◆ ACTIVITY:
It is required that all of the data be written out exactly.

═════ RECORD EXTRACTS ═════

//! Workspace resource index
//!
//! # Architecture
//!
//! ```text
//!   scan_workspace ──► discover manifests ──► rayon: load_resource ──┐
//!                                                                     ├─► commit (write lock)
//!   apply_event ────► rescan_resource ──► spawn_blocking: load ──────┘        │
//!                                                                              ▼
//!   get_script_type / get_game_support ◄── DashMap memo ◄── IndexState (RwLock)
//! ```
//!
//! Resources are keyed by root directory. Glob expansion never descends into a
//! directory that holds its own manifest, so every file belongs to at most one
//! resource, and within it to at most one of the client/server/shared sets.
//!
//! Every mutation draws a ticket from a monotonic counter. A rescan is only
//! committed when its ticket is newer than the last commit (or clear) of the
//! same root and newer than the last full scan; otherwise the stale result is
//! dropped. Memo entries under a root are purged inside the same write-locked
//! section that changes the root's resource.

use std::collections::{BTreeMap, BTreeSet, HashMap};
use std::path::{Path, PathBuf};
use std::sync::Arc;
use std::sync::atomic::{AtomicU64, Ordering};
use std::time::Instant;

use dashmap::DashMap;
use parking_lot::RwLock;
use rayon::prelude::*;
use tracing::{debug, info, trace, warn};

use super::ScriptType;
use super::events::WorkspaceEvent;
use super::fs::WorkspaceFs;
use super::manifest::{Manifest, parse_manifest_text};
use super::paths::{MANIFEST_NAMES, is_manifest, is_within, normalize, normalize_pattern};
use crate::errors::IndexError;

/// Game assumed when a resource declares none.
pub const DEFAULT_GAME: &str = "gta5";

/// A directory with a manifest and the files its patterns resolved to.
#[derive(Debug, Clone, PartialEq, Eq)]
pub struct Resource {
    pub root: PathBuf,
    pub manifest: Manifest,
    pub client_files: BTreeSet<PathBuf>,
    pub server_files: BTreeSet<PathBuf>,
    pub shared_files: BTreeSet<PathBuf>,
}

impl Resource {
    fn empty(root: PathBuf, manifest: Manifest) -> Self {
        Self {
            root,
            manifest,
            client_files: BTreeSet::new(),
            server_files: BTreeSet::new(),
            shared_files: BTreeSet::new(),
        }
    }

    pub fn files(&self, script_type: ScriptType) -> Option<&BTreeSet<PathBuf>> {
        match script_type {
            ScriptType::Client => Some(&self.client_files),
            ScriptType::Server => Some(&self.server_files),
            ScriptType::Shared => Some(&self.shared_files),
            ScriptType::Unknown => None,
        }
    }

    fn files_mut(&mut self, script_type: ScriptType) -> Option<&mut BTreeSet<PathBuf>> {
        match script_type {
            ScriptType::Client => Some(&mut self.client_files),
            ScriptType::Server => Some(&mut self.server_files),
            ScriptType::Shared => Some(&mut self.shared_files),
            ScriptType::Unknown => None,
        }
    }

    pub fn script_type_of(&self, path: &Path) -> Option<ScriptType> {
        ScriptType::CLAIM_ORDER
            .into_iter()
            .find(|script_type| self.files(*script_type).is_some_and(|files| files.contains(path)))
    }

    /// Move `path` into the `script_type` set, out of any other.
    fn claim(&mut self, path: PathBuf, script_type: ScriptType) {
        for other in ScriptType::CLAIM_ORDER {
            if other != script_type {
                if let Some(files) = self.files_mut(other) {
                    files.remove(&path);
                }
            }
        }
        if let Some(files) = self.files_mut(script_type) {
            files.insert(path);
        }
    }

    /// Drop every claimed file under `dir` (a nested resource took them over).
    fn release_under(&mut self, dir: &Path) {
        for script_type in ScriptType::CLAIM_ORDER {
            if let Some(files) = self.files_mut(script_type) {
                files.retain(|path| !is_within(path, dir));
            }
        }
    }

    pub fn file_count(&self) -> usize {
        self.client_files.len() + self.server_files.len() + self.shared_files.len()
    }
}

#[derive(Debug)]
struct IndexState {
    roots: Vec<PathBuf>,
    default_game: String,
    resources: BTreeMap<PathBuf, Resource>,
    /// Ticket of the last commit or clear per root.
    committed: HashMap<PathBuf, u64>,
    /// Ticket of the last committed full scan (or `clear_all_caches`).
    scan_ticket: u64,
}

impl IndexState {
    /// Deepest resource whose root is `path` or one of its ancestors.
    fn owning_resource(&self, path: &Path) -> Option<&Resource> {
        path.ancestors().find_map(|dir| self.resources.get(dir))
    }

    fn last_ticket(&self, root: &Path) -> u64 {
        self.committed
            .get(root)
            .copied()
            .unwrap_or(0)
            .max(self.scan_ticket)
    }
}

/// Owned index of every resource in the workspace; share it behind an `Arc`.
pub struct ResourceIndex {
    fs: Arc<dyn WorkspaceFs>,
    state: RwLock<IndexState>,
    script_types: DashMap<PathBuf, ScriptType>,
    game_support: DashMap<PathBuf, Vec<String>>,
    /// Root ticket at which an unclassified file last triggered a self-repair rescan.
    repaired: DashMap<PathBuf, u64>,
    tickets: AtomicU64,
}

═════

◆ EXERCISE OUTPUT:
//! Workspace resource index
//!
//! # Architecture
//!
//! ```text
//!   scan_workspace ──► discover manifests ──► rayon: load_resource ──┐
//!                                                                     ├─► commit (write lock)
//!   apply_event ────► rescan_resource ──► spawn_blocking: load ──────┘        │
//!                                                                              ▼
//!   get_script_type / get_game_support ◄── DashMap memo ◄── IndexState (RwLock)
//! ```
//!
//! Resources are keyed by root directory. Glob expansion never descends into a
//! directory that holds its own manifest, so every file belongs to at most one
//! resource, and within it to at most one of the client/server/shared sets.
//!
//! Every mutation draws a ticket from a monotonic counter. A rescan is only
//! committed when its ticket is newer than the last commit (or clear) of the
//! same root and newer than the last full scan; otherwise the stale result is
//! dropped. Memo entries under a root are purged inside the same write-locked
//! section that changes the root's resource.

use std::collections::{BTreeMap, BTreeSet, HashMap};
use std::path::{Path, PathBuf};
use std::sync::Arc;
use std::sync::atomic::{AtomicU64, Ordering};
use std::time::Instant;

use dashmap::DashMap;
use parking_lot::RwLock;
use rayon::prelude::*;
use tracing::{debug, info, trace, warn};

use super::ScriptType;
use super::events::WorkspaceEvent;
use super::fs::WorkspaceFs;
use super::manifest::{Manifest, parse_manifest_text};
use super::paths::{MANIFEST_NAMES, is_manifest, is_within, normalize, normalize_pattern};
use crate::errors::IndexError;

/// Game assumed when a resource declares none.
pub const DEFAULT_GAME: &str = "gta5";

/// A directory with a manifest and the files its patterns resolved to.
#[derive(Debug, Clone, PartialEq, Eq)]
pub struct Resource {
    pub root: PathBuf,
    pub manifest: Manifest,
    pub client_files: BTreeSet<PathBuf>,
    pub server_files: BTreeSet<PathBuf>,
    pub shared_files: BTreeSet<PathBuf>,
}

impl Resource {
    fn empty(root: PathBuf, manifest: Manifest) -> Self {
        Self {
            root,
            manifest,
            client_files: BTreeSet::new(),
            server_files: BTreeSet::new(),
            shared_files: BTreeSet::new(),
        }
    }

    pub fn files(&self, script_type: ScriptType) -> Option<&BTreeSet<PathBuf>> {
        match script_type {
            ScriptType::Client => Some(&self.client_files),
            ScriptType::Server => Some(&self.server_files),
            ScriptType::Shared => Some(&self.shared_files),
            ScriptType::Unknown => None,
        }
    }

    fn files_mut(&mut self, script_type: ScriptType) -> Option<&mut BTreeSet<PathBuf>> {
        match script_type {
            ScriptType::Client => Some(&mut self.client_files),
            ScriptType::Server => Some(&mut self.server_files),
            ScriptType::Shared => Some(&mut self.shared_files),
            ScriptType::Unknown => None,
        }
    }

    pub fn script_type_of(&self, path: &Path) -> Option<ScriptType> {
        ScriptType::CLAIM_ORDER
            .into_iter()
            .find(|script_type| self.files(*script_type).is_some_and(|files| files.contains(path)))
    }

    /// Move `path` into the `script_type` set, out of any other.
    fn claim(&mut self, path: PathBuf, script_type: ScriptType) {
        for other in ScriptType::CLAIM_ORDER {
            if other != script_type {
                if let Some(files) = self.files_mut(other) {
                    files.remove(&path);
                }
            }
        }
        if let Some(files) = self.files_mut(script_type) {
            files.insert(path);
        }
    }

    /// Drop every claimed file under `dir` (a nested resource took them over).
    fn release_under(&mut self, dir: &Path) {
        for script_type in ScriptType::CLAIM_ORDER {
            if let Some(files) = self.files_mut(script_type) {
                files.retain(|path| !is_within(path, dir));
            }
        }
    }

    pub fn file_count(&self) -> usize {
        self.client_files.len() + self.server_files.len() + self.shared_files.len()
    }
}

#[derive(Debug)]
struct IndexState {
    roots: Vec<PathBuf>,
    default_game: String,
    resources: BTreeMap<PathBuf, Resource>,
    /// Ticket of the last commit or clear per root.
    committed: HashMap<PathBuf, u64>,
    /// Ticket of the last committed full scan (or `clear_all_caches`).
    scan_ticket: u64,
}

impl IndexState {
    /// Deepest resource whose root is `path` or one of its ancestors.
    fn owning_resource(&self, path: &Path) -> Option<&Resource> {
        path.ancestors().find_map(|dir| self.resources.get(dir))
    }

    fn last_ticket(&self, root: &Path) -> u64 {
        self.committed
            .get(root)
            .copied()
            .unwrap_or(0)
            .max(self.scan_ticket)
    }
}

/// Owned index of every resource in the workspace; share it behind an `Arc`.
pub struct ResourceIndex {
    fs: Arc<dyn WorkspaceFs>,
    state: RwLock<IndexState>,
    script_types: DashMap<PathBuf, ScriptType>,
    game_support: DashMap<PathBuf, Vec<String>>,
    /// Root ticket at which an unclassified file last triggered a self-repair rescan.
    repaired: DashMap<PathBuf, u64>,
    tickets: AtomicU64,
}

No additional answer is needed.